//! # Test Utilities
//!
//! Scripted implementations of the outbound ports. Each mock records what
//! the engine asked of it so tests can assert on opens, queries and closes.

use async_trait::async_trait;
use std::collections::{HashMap, HashSet};
use std::sync::atomic::{AtomicU64, AtomicUsize, Ordering};
use std::sync::{Arc, Mutex, MutexGuard};

use crate::domain::{BlockSummary, DiscoveryError, NodeEndpoint, ServerInfo};
use crate::ports::{
    ChainClient, ChainClientFactory, ClientCapabilities, ClientModuleLoader, NodeSource,
    NodeSourceFactory, TimeSource,
};

fn lock<T>(mutex: &Mutex<T>) -> MutexGuard<'_, T> {
    mutex.lock().unwrap_or_else(|poisoned| poisoned.into_inner())
}

// =============================================================================
// Node source
// =============================================================================

/// Shared state behind [`MockNodeSource`] handles.
#[derive(Debug, Default)]
struct DirectoryState {
    endpoints: Vec<NodeEndpoint>,
    fail_open: usize,
    fail_lookups: usize,
    opened_urls: Vec<String>,
    lookups: Vec<u64>,
}

/// Scripted directory service.
///
/// Cloning shares the script, so a test can keep one copy for assertions
/// while the engine holds another.
#[derive(Clone, Debug, Default)]
pub struct MockNodeSource {
    state: Arc<Mutex<DirectoryState>>,
}

impl MockNodeSource {
    /// Directory listing `urls` in order.
    pub fn with_urls<I, S>(urls: I) -> Self
    where
        I: IntoIterator<Item = S>,
        S: Into<String>,
    {
        let source = Self::default();
        lock(&source.state).endpoints = urls.into_iter().map(NodeEndpoint::new).collect();
        source
    }

    /// Append a candidate.
    pub fn push(&self, endpoint: NodeEndpoint) {
        lock(&self.state).endpoints.push(endpoint);
    }

    /// Fail the next `count` opens.
    pub fn fail_next_opens(&self, count: usize) {
        lock(&self.state).fail_open = count;
    }

    /// Fail the next `count` lookups.
    pub fn fail_next_lookups(&self, count: usize) {
        lock(&self.state).fail_lookups = count;
    }

    /// URLs handles were opened against.
    pub fn opened_urls(&self) -> Vec<String> {
        lock(&self.state).opened_urls.clone()
    }

    /// Indices looked up, in order.
    pub fn lookups(&self) -> Vec<u64> {
        lock(&self.state).lookups.clone()
    }
}

struct MockNodeSourceHandle {
    state: Arc<Mutex<DirectoryState>>,
}

#[async_trait]
impl NodeSource for MockNodeSourceHandle {
    async fn endpoint_at(&mut self, index: u64) -> Result<Option<NodeEndpoint>, DiscoveryError> {
        let mut state = lock(&self.state);
        state.lookups.push(index);
        if state.fail_lookups > 0 {
            state.fail_lookups -= 1;
            return Err(DiscoveryError::NodeSource(format!(
                "scripted lookup failure at {index}"
            )));
        }
        let endpoint = usize::try_from(index)
            .ok()
            .and_then(|i| state.endpoints.get(i).cloned());
        Ok(endpoint)
    }
}

#[async_trait]
impl NodeSourceFactory for MockNodeSource {
    async fn open(&self, url: &str) -> Result<Box<dyn NodeSource>, DiscoveryError> {
        let mut state = lock(&self.state);
        state.opened_urls.push(url.to_string());
        if state.fail_open > 0 {
            state.fail_open -= 1;
            return Err(DiscoveryError::NodeSource(format!(
                "scripted open failure for {url}"
            )));
        }
        Ok(Box::new(MockNodeSourceHandle {
            state: Arc::clone(&self.state),
        }))
    }
}

// =============================================================================
// Chain client
// =============================================================================

/// How a scripted connect behaves.
#[derive(Clone, Debug, Default, PartialEq, Eq)]
pub enum ConnectBehavior {
    /// Connect succeeds.
    #[default]
    Succeed,
    /// Connect fails with a connection error.
    Fail(String),
    /// Connect never completes.
    Hang,
}

/// Scripted behavior of one node.
#[derive(Clone, Debug)]
pub struct NodeScript {
    /// Connect behavior.
    pub connect: ConnectBehavior,
    /// Server info reply.
    pub server_info: ServerInfo,
    /// Chain height reply; `None` makes the query a protocol error.
    pub height: Option<u64>,
    /// Heights the node reports as missing.
    pub missing_blocks: HashSet<u64>,
    /// Heights whose query errors.
    pub failing_blocks: HashSet<u64>,
    /// Make `close` return an error.
    pub fail_close: bool,
}

impl NodeScript {
    /// Healthy node at `height` that has every block.
    pub fn at_height(height: u64) -> Self {
        Self {
            connect: ConnectBehavior::Succeed,
            server_info: ServerInfo {
                server_version: Some("mock-1.0".into()),
                network_id: Some("mainnet".into()),
            },
            height: Some(height),
            missing_blocks: HashSet::new(),
            failing_blocks: HashSet::new(),
            fail_close: false,
        }
    }

    /// Node whose connect fails.
    pub fn unreachable(reason: impl Into<String>) -> Self {
        Self {
            connect: ConnectBehavior::Fail(reason.into()),
            ..Self::at_height(0)
        }
    }

    /// Node whose connect never completes.
    pub fn hanging() -> Self {
        Self {
            connect: ConnectBehavior::Hang,
            ..Self::at_height(0)
        }
    }

    /// Mark a block missing.
    pub fn missing(mut self, height: u64) -> Self {
        self.missing_blocks.insert(height);
        self
    }

    /// Make a block query error.
    pub fn failing(mut self, height: u64) -> Self {
        self.failing_blocks.insert(height);
        self
    }

    /// Make close fail.
    pub fn with_failing_close(mut self) -> Self {
        self.fail_close = true;
        self
    }
}

#[derive(Debug, Default)]
struct ClientLog {
    created: Vec<String>,
    closed: Vec<String>,
    block_queries: Vec<(String, u64)>,
}

/// Scripted client library: one [`NodeScript`] per endpoint URL.
#[derive(Clone, Debug, Default)]
pub struct MockChainClient {
    scripts: Arc<Mutex<HashMap<String, NodeScript>>>,
    log: Arc<Mutex<ClientLog>>,
}

impl MockChainClient {
    /// Empty script; unknown endpoints are unreachable.
    pub fn new() -> Self {
        Self::default()
    }

    /// Script the node at `url`.
    pub fn script(&self, url: impl Into<String>, script: NodeScript) {
        lock(&self.scripts).insert(url.into(), script);
    }

    /// Builder form of [`MockChainClient::script`].
    pub fn with_node(self, url: impl Into<String>, script: NodeScript) -> Self {
        self.script(url, script);
        self
    }

    /// URLs sessions were created for.
    pub fn created(&self) -> Vec<String> {
        lock(&self.log).created.clone()
    }

    /// URLs sessions were closed for.
    pub fn closed(&self) -> Vec<String> {
        lock(&self.log).closed.clone()
    }

    /// Block heights queried, per URL, in order.
    pub fn block_queries(&self) -> Vec<(String, u64)> {
        lock(&self.log).block_queries.clone()
    }
}

impl ChainClientFactory for MockChainClient {
    fn create(&self, endpoint: &NodeEndpoint) -> Result<Box<dyn ChainClient>, DiscoveryError> {
        let script = lock(&self.scripts)
            .get(&endpoint.url)
            .cloned()
            .unwrap_or_else(|| NodeScript::unreachable("no such node"));
        lock(&self.log).created.push(endpoint.url.clone());
        Ok(Box::new(MockSession {
            url: endpoint.url.clone(),
            script,
            log: Arc::clone(&self.log),
        }))
    }
}

struct MockSession {
    url: String,
    script: NodeScript,
    log: Arc<Mutex<ClientLog>>,
}

#[async_trait]
impl ChainClient for MockSession {
    fn endpoint(&self) -> &str {
        &self.url
    }

    async fn connect(&mut self) -> Result<(), DiscoveryError> {
        match &self.script.connect {
            ConnectBehavior::Succeed => Ok(()),
            ConnectBehavior::Fail(reason) => Err(DiscoveryError::connection(&self.url, reason)),
            ConnectBehavior::Hang => {
                std::future::pending::<()>().await;
                Ok(())
            }
        }
    }

    async fn server_info(&mut self) -> Result<ServerInfo, DiscoveryError> {
        Ok(self.script.server_info.clone())
    }

    async fn chain_height(&mut self) -> Result<u64, DiscoveryError> {
        self.script
            .height
            .ok_or_else(|| DiscoveryError::protocol(&self.url, "missing chain height"))
    }

    async fn block_at(&mut self, height: u64) -> Result<Option<BlockSummary>, DiscoveryError> {
        lock(&self.log)
            .block_queries
            .push((self.url.clone(), height));
        if self.script.failing_blocks.contains(&height) {
            return Err(DiscoveryError::protocol(&self.url, "block query rejected"));
        }
        if self.script.missing_blocks.contains(&height) {
            return Ok(None);
        }
        Ok(Some(BlockSummary {
            height,
            hash: Some(format!("{height:064x}")),
        }))
    }

    async fn close(&mut self) -> Result<(), DiscoveryError> {
        lock(&self.log).closed.push(self.url.clone());
        if self.script.fail_close {
            return Err(DiscoveryError::connection(&self.url, "close failed"));
        }
        Ok(())
    }
}

// =============================================================================
// Client module
// =============================================================================

/// Client module loader handing out the mock factories.
#[derive(Clone, Debug)]
pub struct MockClientModule {
    directory: MockNodeSource,
    clients: MockChainClient,
    failures_left: Arc<AtomicUsize>,
    loads: Arc<Mutex<Vec<String>>>,
}

impl MockClientModule {
    /// Module backed by the given mocks.
    pub fn new(directory: MockNodeSource, clients: MockChainClient) -> Self {
        Self {
            directory,
            clients,
            failures_left: Arc::new(AtomicUsize::new(0)),
            loads: Arc::new(Mutex::new(Vec::new())),
        }
    }

    /// Fail the next `count` loads.
    pub fn fail_next_loads(&self, count: usize) {
        self.failures_left.store(count, Ordering::SeqCst);
    }

    /// Module refs the engine asked for.
    pub fn loads(&self) -> Vec<String> {
        lock(&self.loads).clone()
    }
}

#[async_trait]
impl ClientModuleLoader for MockClientModule {
    async fn load(&self, module_ref: &str) -> Result<ClientCapabilities, DiscoveryError> {
        lock(&self.loads).push(module_ref.to_string());
        let failed = self
            .failures_left
            .fetch_update(Ordering::SeqCst, Ordering::SeqCst, |n| n.checked_sub(1))
            .is_ok();
        if failed {
            return Err(DiscoveryError::Initialization(format!(
                "module {module_ref:?} not available"
            )));
        }
        Ok(ClientCapabilities::new(
            Arc::new(self.directory.clone()),
            Arc::new(self.clients.clone()),
        ))
    }
}

// =============================================================================
// Time
// =============================================================================

/// Manually driven clock.
#[derive(Clone, Debug, Default)]
pub struct FixedTimeSource {
    now: Arc<AtomicU64>,
}

impl FixedTimeSource {
    /// Clock fixed at `millis`.
    pub fn new(millis: u64) -> Self {
        Self {
            now: Arc::new(AtomicU64::new(millis)),
        }
    }

    /// Move the clock forward.
    pub fn advance(&self, millis: u64) {
        self.now.fetch_add(millis, Ordering::SeqCst);
    }
}

impl TimeSource for FixedTimeSource {
    fn now_millis(&self) -> u64 {
        self.now.load(Ordering::SeqCst)
    }
}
● ● ● ● ●
■ **Prompt**:
Looking at the data above, write out exactly the lines that start at the one containing "lock(&self.scripts).insert(url.into(), script);" and end at the one containing "async fn server_info(&mut"; include both and nothing beyond.

■ **Solution for this task**:
        lock(&self.scripts).insert(url.into(), script);
    }

    /// Builder form of [`MockChainClient::script`].
    pub fn with_node(self, url: impl Into<String>, script: NodeScript) -> Self {
        self.script(url, script);
        self
    }

    /// URLs sessions were created for.
    pub fn created(&self) -> Vec<String> {
        lock(&self.log).created.clone()
    }

    /// URLs sessions were closed for.
    pub fn closed(&self) -> Vec<String> {
        lock(&self.log).closed.clone()
    }

    /// Block heights queried, per URL, in order.
    pub fn block_queries(&self) -> Vec<(String, u64)> {
        lock(&self.log).block_queries.clone()
    }
}

impl ChainClientFactory for MockChainClient {
    fn create(&self, endpoint: &NodeEndpoint) -> Result<Box<dyn ChainClient>, DiscoveryError> {
        let script = lock(&self.scripts)
            .get(&endpoint.url)
            .cloned()
            .unwrap_or_else(|| NodeScript::unreachable("no such node"));
        lock(&self.log).created.push(endpoint.url.clone());
        Ok(Box::new(MockSession {
            url: endpoint.url.clone(),
            script,
            log: Arc::clone(&self.log),
        }))
    }
}

struct MockSession {
    url: String,
    script: NodeScript,
    log: Arc<Mutex<ClientLog>>,
}

#[async_trait]
impl ChainClient for MockSession {
    fn endpoint(&self) -> &str {
        &self.url
    }

    async fn connect(&mut self) -> Result<(), DiscoveryError> {
        match &self.script.connect {
            ConnectBehavior::Succeed => Ok(()),
            ConnectBehavior::Fail(reason) => Err(DiscoveryError::connection(&self.url, reason)),
            ConnectBehavior::Hang => {
                std::future::pending::<()>().await;
                Ok(())
            }
        }
    }

    async fn server_info(&mut self) -> Result<ServerInfo, DiscoveryError> {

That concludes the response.